The emotionally eager wives are usually the type who devour self-help books. They enjoy stimulating philosophical discussions, flock to seminars, and invite growth. They like being challenged about what can be done to create a fuller life. Result: They grow and expand intellectually as their husbands tune in still another football game.

This eagerness does not always translate into significant change.

Because of the wife’s tendency to play off her husband’s behavior —reacting instead of pro-acting —this woman eventually loses heart. She realizes that her efforts are not being matched by his. She begins to perceive that she’s outgrowing him. I’ve see many of these wives become increasingly agitated or collapse in despair or depression.

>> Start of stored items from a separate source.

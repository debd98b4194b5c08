//! Stack validation without touching pixels.

pub mod pipeline;

pub use pipeline::StackValidator;
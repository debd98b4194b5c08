//! The user's ordered list of configured operations.

pub mod serialization;
pub mod structure;

pub use serialization::SerializedStack;
pub use structure::{ConfiguredOperation, OperationStack};
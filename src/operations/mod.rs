//! Operation kinds: the registry and the built-in set.

pub mod builtin;
pub mod registry;

pub use builtin::{CropOperation, FilterPreset, FiltersOperation, RotationOperation};
pub use registry::{OperationRegistry, RegistryBuilder};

Either way, the woman ought to press forward, gaining insight, regardless of her mate’s lack of interest.

4. Both sides feel victimized.

Evasive husbands subconsciously live with a philosophy of “You leave me alone, I’ll leave you alone, and we’ll get along just fine.” The fewer challenges they encounter, the less conflict they experience. And then, the better they feel. The problem is that their spouses by nature yearn for a far more intimate pattern of relating.

The wife launches her various attempts to get the intimacy and depth she craves. She does this by protesting, cajoling or simply acting unhappy. The husband, turned off by his wife’s prodding, sulks and wonders, “Why do I have to live with this kind of stuff? She’s crabby for no good reason.”

Either unwilling or unable to grasp that he is contributing to the problem, he sees himself as a victim of unreasonableness. Victims are not cheerful people. The feel, if you will —of the household nose-dives as anger and sadness feed on each other.

The emotionally eager wife feels just as victimized by her emotionally distant husband.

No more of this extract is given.